Domestic Corporation (Subsidiary) Formation in the Philippines
Forming or registering a corporation requires a minimum of 5 incorporators, each of whom must be actual persons who must hold at least a single share in the company. Majority of the incorporators must be Philippine resident. A Corporation must have between 5 and 15 directors (or trustees if a non-stock corporation), each of whom must have at least one qualifiying share of stock. Majority of the directors (or trustees) must be Philippine residents. All Domestic Corporations (those incorporated in the Philippines) obtain their license from and are registered with the Securities and Exchange Commission.
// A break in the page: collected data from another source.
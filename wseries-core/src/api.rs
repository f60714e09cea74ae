//! API models for the WSeries control-plane API
//!
//! Request bodies mirror the device's JSON contract; each converts into a
//! [`SectionUpdate`] for the configuration service.

use crate::config::{
    validate::parse_backend, AcParams, AutoTriggerConfig, Backend, DcParams, GuardConfig,
    Rejection, SectionUpdate, SensorPresence, SensorSet, SupercapParams, ValidationErrors,
};
use serde::{Deserialize, Serialize};

/// Firmware identifier advertised by `/api/capabilities`.
pub const FIRMWARE_ID: &str = concat!("wseries-", env!("CARGO_PKG_VERSION"));

/// `POST /api/config/backend` body.
#[derive(Debug, Clone, Serialize, Deserialize)]
pub struct BackendRequest {
    /// Backend name, checked against the known backends
    pub backend: String,
    /// AC parameters
    pub ac: AcParams,
    /// DC parameters
    pub dc: DcParams,
    /// Supercapacitor parameters
    pub sc: SupercapParams,
}

impl BackendRequest {
    /// Convert into an electrical section update.
    ///
    /// # Errors
    ///
    /// Rejects the whole update if `backend` is not a known backend name.
    pub fn into_update(self) -> Result<SectionUpdate, ValidationErrors> {
        Ok(SectionUpdate::Electrical {
            backend: parse_backend(&self.backend)?,
            ac: self.ac,
            dc: self.dc,
            supercap: self.sc,
        })
    }
}

/// `POST /api/config/sensors` body.
///
/// `web_beep` is read from inside `sensors`, the same place it is written.
#[derive(Debug, Clone, Serialize, Deserialize)]
pub struct SensorsRequest {
    /// Sensor toggles
    pub sensors: SensorSet,
}

impl From<SensorsRequest> for SectionUpdate {
    fn from(req: SensorsRequest) -> Self {
        SectionUpdate::Sensors(req.sensors)
    }
}

/// `POST /api/config/guards` body.
#[derive(Debug, Clone, Serialize, Deserialize)]
pub struct GuardsRequest {
    /// Safety guards
    pub guards: GuardConfig,
}

impl From<GuardsRequest> for SectionUpdate {
    fn from(req: GuardsRequest) -> Self {
        SectionUpdate::Guards(req.guards)
    }
}

/// Per-backend auto-trigger parameters; only AC is defined.
#[derive(Debug, Clone, Serialize, Deserialize)]
pub struct AutoTriggerGroups {
    /// AC auto-trigger parameters
    pub ac: AutoTriggerConfig,
}

/// `POST /api/config/auto_trigger` body.
#[derive(Debug, Clone, Serialize, Deserialize)]
pub struct AutoTriggerRequest {
    /// Auto-trigger groups
    pub aut: AutoTriggerGroups,
}

impl From<AutoTriggerRequest> for SectionUpdate {
    fn from(req: AutoTriggerRequest) -> Self {
        SectionUpdate::AutoTrigger(req.aut.ac)
    }
}

/// Error body returned with 4xx/5xx responses.
#[derive(Debug, Clone, Serialize)]
pub struct ErrorResponse {
    /// Human-readable summary
    pub error: String,
    /// Field-level rejections, present for validation failures
    #[serde(skip_serializing_if = "Vec::is_empty")]
    pub rejections: Vec<Rejection>,
}

/// Body returned when an update was applied but raised warnings.
#[derive(Debug, Clone, Serialize, Deserialize)]
pub struct UpdateWarnings {
    /// Warning messages
    pub warnings: Vec<String>,
}

/// `GET /api/capabilities` response.
#[derive(Debug, Clone, Serialize, Deserialize)]
pub struct CapabilitiesResponse {
    /// Firmware identifier
    pub fw: String,
    /// Supported backends
    pub backends: Vec<Backend>,
    /// Declared sensor presence
    pub sensors: SensorPresence,
}

impl CapabilitiesResponse {
    /// Advertisement for a board with the given sensor presence.
    pub fn new(sensors: SensorPresence) -> Self {
        Self {
            fw: FIRMWARE_ID.to_string(),
            backends: Backend::ALL.to_vec(),
            sensors,
        }
    }
}

/// WebSocket frame type tag.
#[derive(Debug, Clone, Copy, PartialEq, Eq, Serialize, Deserialize)]
#[serde(rename_all = "lowercase")]
pub enum FrameKind {
    /// Periodic status push
    Telemetry,
}

/// Power cycle state reported in telemetry.
#[derive(Debug, Clone, Copy, PartialEq, Eq, Serialize, Deserialize)]
#[serde(rename_all = "SCREAMING_SNAKE_CASE")]
pub enum CycleState {
    /// No cycle in progress
    Idle,
}

/// Telemetry frame pushed to WebSocket clients.
#[derive(Debug, Clone, PartialEq, Serialize, Deserialize)]
pub struct Telemetry {
    /// Frame type tag
    #[serde(rename = "type")]
    pub kind: FrameKind,
    /// Cycle state
    pub state: CycleState,
    /// Measured RMS voltage
    pub vrms: f32,
    /// Measured RMS current
    pub irms: f32,
}

impl Telemetry {
    /// Placeholder frame sent while no control loop is feeding measurements.
    pub fn idle() -> Self {
        Self {
            kind: FrameKind::Telemetry,
            state: CycleState::Idle,
            vrms: 0.0,
            irms: 0.0,
        }
    }
}
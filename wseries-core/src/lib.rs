//! WSeries Core Library
//!
//! Configuration model, validation rules, and API types for the WSeries
//! power-delivery controller. Used by the daemon and by anything that needs
//! to read or produce the controller's configuration document.

pub mod api;
pub mod config;
pub mod error;

// Re-export commonly used types
pub use config::{
    default_config_path, default_data_dir, Backend, RuntimeConfig, Section, SectionUpdate,
    StaticConfig,
};
pub use error::*;
//! Runtime configuration record
//!
//! The single configuration document the controller runs from. Field names
//! on the wire (and in the persisted blob) follow the device's JSON contract,
//! so several Rust fields carry a `serde(rename)`.

use serde::{Deserialize, Serialize};
use std::fmt;
use std::str::FromStr;

/// Power source the controller manages.
#[derive(Debug, Clone, Copy, PartialEq, Eq, Hash, Serialize, Deserialize)]
pub enum Backend {
    /// AC mains
    #[serde(rename = "AC")]
    Ac,
    /// DC supply
    #[serde(rename = "DC")]
    Dc,
    /// Supercapacitor bank
    #[serde(rename = "Supercap")]
    Supercap,
}

impl Backend {
    /// Every backend, in advertisement order.
    pub const ALL: [Backend; 3] = [Backend::Ac, Backend::Dc, Backend::Supercap];

    /// Wire name of the backend.
    pub fn as_str(&self) -> &'static str {
        match self {
            Backend::Ac => "AC",
            Backend::Dc => "DC",
            Backend::Supercap => "Supercap",
        }
    }
}

impl fmt::Display for Backend {
    fn fmt(&self, f: &mut fmt::Formatter<'_>) -> fmt::Result {
        f.write_str(self.as_str())
    }
}

impl FromStr for Backend {
    type Err = String;

    fn from_str(s: &str) -> Result<Self, Self::Err> {
        Backend::ALL
            .into_iter()
            .find(|b| b.as_str() == s)
            .ok_or_else(|| format!("unknown backend '{}'", s))
    }
}

/// AC mains parameters.
#[derive(Debug, Clone, Copy, PartialEq, Serialize, Deserialize)]
pub struct AcParams {
    /// Switch on zero crossings
    pub zero_cross: bool,
    /// Conduct for half cycles only
    pub half_cycle: bool,
}

/// DC supply parameters.
#[derive(Debug, Clone, Copy, PartialEq, Serialize, Deserialize)]
pub struct DcParams {
    /// Current limit in amps
    #[serde(rename = "i_limit")]
    pub current_limit_amps: f32,
    /// PWM duty cycle in percent (0-100)
    #[serde(rename = "pwm")]
    pub pwm_duty: u32,
}

/// Supercapacitor parameters.
#[derive(Debug, Clone, Copy, PartialEq, Serialize, Deserialize)]
pub struct SupercapParams {
    /// Precharge the bank before a cycle
    #[serde(rename = "precharge")]
    pub precharge_enabled: bool,
    /// Energy limit per cycle in joules
    #[serde(rename = "joule")]
    pub energy_limit_joules: f32,
}

/// Sensor enablement toggles.
#[derive(Debug, Clone, Copy, PartialEq, Eq, Serialize, Deserialize)]
pub struct SensorSet {
    /// ZMPT101B mains voltage transformer
    pub zmpt: bool,
    /// ACS712 hall-effect current sensor
    pub acs712: bool,
    /// INA219 shunt voltage/current monitor
    pub ina219: bool,
    /// ADS1115 external ADC
    pub ads1115: bool,
    /// Beep in the web UI on cycle events
    pub web_beep: bool,
}

impl SensorSet {
    /// Whether any current-capable sensor is enabled.
    pub fn has_current_sense(&self) -> bool {
        self.acs712 || self.ina219 || self.ads1115
    }
}

/// Backend-independent safety ceilings.
#[derive(Debug, Clone, Copy, PartialEq, Serialize, Deserialize)]
pub struct GuardConfig {
    /// Voltage cutoff in volts
    #[serde(rename = "v_cutoff")]
    pub voltage_cutoff_v: f32,
    /// Current guard in amps
    #[serde(rename = "i_guard")]
    pub current_guard_a: f32,
    /// Miniature-circuit-breaker style current guard
    #[serde(rename = "mcb_guard")]
    pub mcb_guard_enabled: bool,
}

/// Automatic trigger parameters (AC backend only).
#[derive(Debug, Clone, Copy, PartialEq, Serialize, Deserialize)]
pub struct AutoTriggerConfig {
    /// Feature switch
    pub enabled: bool,
    /// Current threshold in amps RMS
    #[serde(rename = "i_thresh_arms")]
    pub current_threshold_arms: f32,
    /// Cut-in voltage in volts RMS
    #[serde(rename = "v_cutin_vrms")]
    pub voltage_cutin_vrms: f32,
    /// Settling time after threshold crossing
    pub settle_ms: u32,
    /// Minimum delay before the next trigger
    #[serde(rename = "retrig_ms")]
    pub retrigger_cooldown_ms: u32,
}

impl Default for AutoTriggerConfig {
    fn default() -> Self {
        Self {
            enabled: true,
            current_threshold_arms: 1.5,
            voltage_cutin_vrms: 180.0,
            settle_ms: 60,
            retrigger_cooldown_ms: 800,
        }
    }
}

/// Parameter group of the active backend.
#[derive(Debug, Clone, Copy, PartialEq)]
pub enum ElectricalParams<'a> {
    /// AC mains is active
    Ac(&'a AcParams),
    /// DC supply is active
    Dc(&'a DcParams),
    /// Supercapacitor bank is active
    Supercap(&'a SupercapParams),
}

/// The controller's runtime configuration.
///
/// All three backend groups are kept even though only the one selected by
/// `backend` is authoritative, so switching backends does not lose tuning.
#[derive(Debug, Clone, PartialEq, Serialize, Deserialize)]
pub struct RuntimeConfig {
    /// Active power backend
    pub backend: Backend,
    /// AC parameters
    pub ac: AcParams,
    /// DC parameters
    pub dc: DcParams,
    /// Supercapacitor parameters
    #[serde(rename = "sc")]
    pub supercap: SupercapParams,
    /// Sensor toggles
    pub sensors: SensorSet,
    /// Safety guards
    pub guards: GuardConfig,
    /// Auto-trigger parameters
    ///
    /// Documents written before auto-trigger existed have no `aut` object.
    #[serde(rename = "aut", default)]
    pub auto_trigger: AutoTriggerConfig,
    /// Live configuration slot
    #[serde(rename = "slots", with = "slots")]
    pub active_slot: u8,
}

impl Default for RuntimeConfig {
    fn default() -> Self {
        Self {
            backend: Backend::Ac,
            ac: AcParams {
                zero_cross: true,
                half_cycle: false,
            },
            dc: DcParams {
                current_limit_amps: 15.0,
                pwm_duty: 80,
            },
            supercap: SupercapParams {
                precharge_enabled: false,
                energy_limit_joules: 0.0,
            },
            sensors: SensorSet {
                zmpt: true,
                acs712: true,
                ina219: false,
                ads1115: false,
                web_beep: true,
            },
            guards: GuardConfig {
                voltage_cutoff_v: 180.0,
                current_guard_a: 15.0,
                mcb_guard_enabled: true,
            },
            auto_trigger: AutoTriggerConfig::default(),
            active_slot: 1,
        }
    }
}

impl RuntimeConfig {
    /// Parameter group selected by `backend`.
    pub fn active_electrical(&self) -> ElectricalParams<'_> {
        match self.backend {
            Backend::Ac => ElectricalParams::Ac(&self.ac),
            Backend::Dc => ElectricalParams::Dc(&self.dc),
            Backend::Supercap => ElectricalParams::Supercap(&self.supercap),
        }
    }

    /// Whether a control loop should run auto-trigger detection.
    ///
    /// Auto-trigger is reserved for the AC backend; on other backends the
    /// parameters are retained but inert.
    pub fn auto_trigger_armed(&self) -> bool {
        self.auto_trigger.enabled && self.backend == Backend::Ac
    }

    /// Parse a record from its JSON document.
    pub fn from_json(bytes: &[u8]) -> Result<Self, serde_json::Error> {
        serde_json::from_slice(bytes)
    }

    /// Serialize the record to its compact JSON document.
    pub fn to_json(&self) -> Result<Vec<u8>, serde_json::Error> {
        serde_json::to_vec(self)
    }
}

// `active_slot` is nested as `"slots": {"active": n}` on the wire.
mod slots {
    use serde::{Deserialize, Deserializer, Serialize, Serializer};

    #[derive(Serialize, Deserialize)]
    struct Slots {
        active: u8,
    }

    pub(super) fn serialize<S>(active: &u8, serializer: S) -> Result<S::Ok, S::Error>
    where
        S: Serializer,
    {
        Slots { active: *active }.serialize(serializer)
    }

    pub(super) fn deserialize<'de, D>(deserializer: D) -> Result<u8, D::Error>
    where
        D: Deserializer<'de>,
    {
        Slots::deserialize(deserializer).map(|s| s.active)
    }
}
The SEC requires prospective Corporations to reserve and register a name, submit proposed Articles of Incorporation and By-Laws which are compliant with the requirements of the Corporation Code of the Philippines, and prove that they have the minimum capitalization requirements for the industry or business it is engaged in. Under the Foreign Investment Act , the minimum paid-up capital requirement for corporations considered Domestic Market Enterprises (DMEs) where the foreign equity exceeds 40% is US$200,000, which must be remitted into the Philippines. The registration requirements (assigned capital, in particular) do not apply to DMEs that are export-oriented or involve advance technology and will employ at least 50 employees. Assigned capital requirements for these entities are substantially less.
Banch Office Formation in the Philippines
A Branch of a Foreign Corporation doing business in the Philippines must obtain a license to do so from the SEC upon registration. The foreign corporation's head office must prove its legal existence in its country of origin, its financial solvency, and its authorization to set up a branch in the Philippines. The Branch will need to appoint a resident agent in the Philippines who will be in charge of receiving summons and legal processes on its behalf. This allows the SEC and other entities to obtain jurisdiction over the foreign company.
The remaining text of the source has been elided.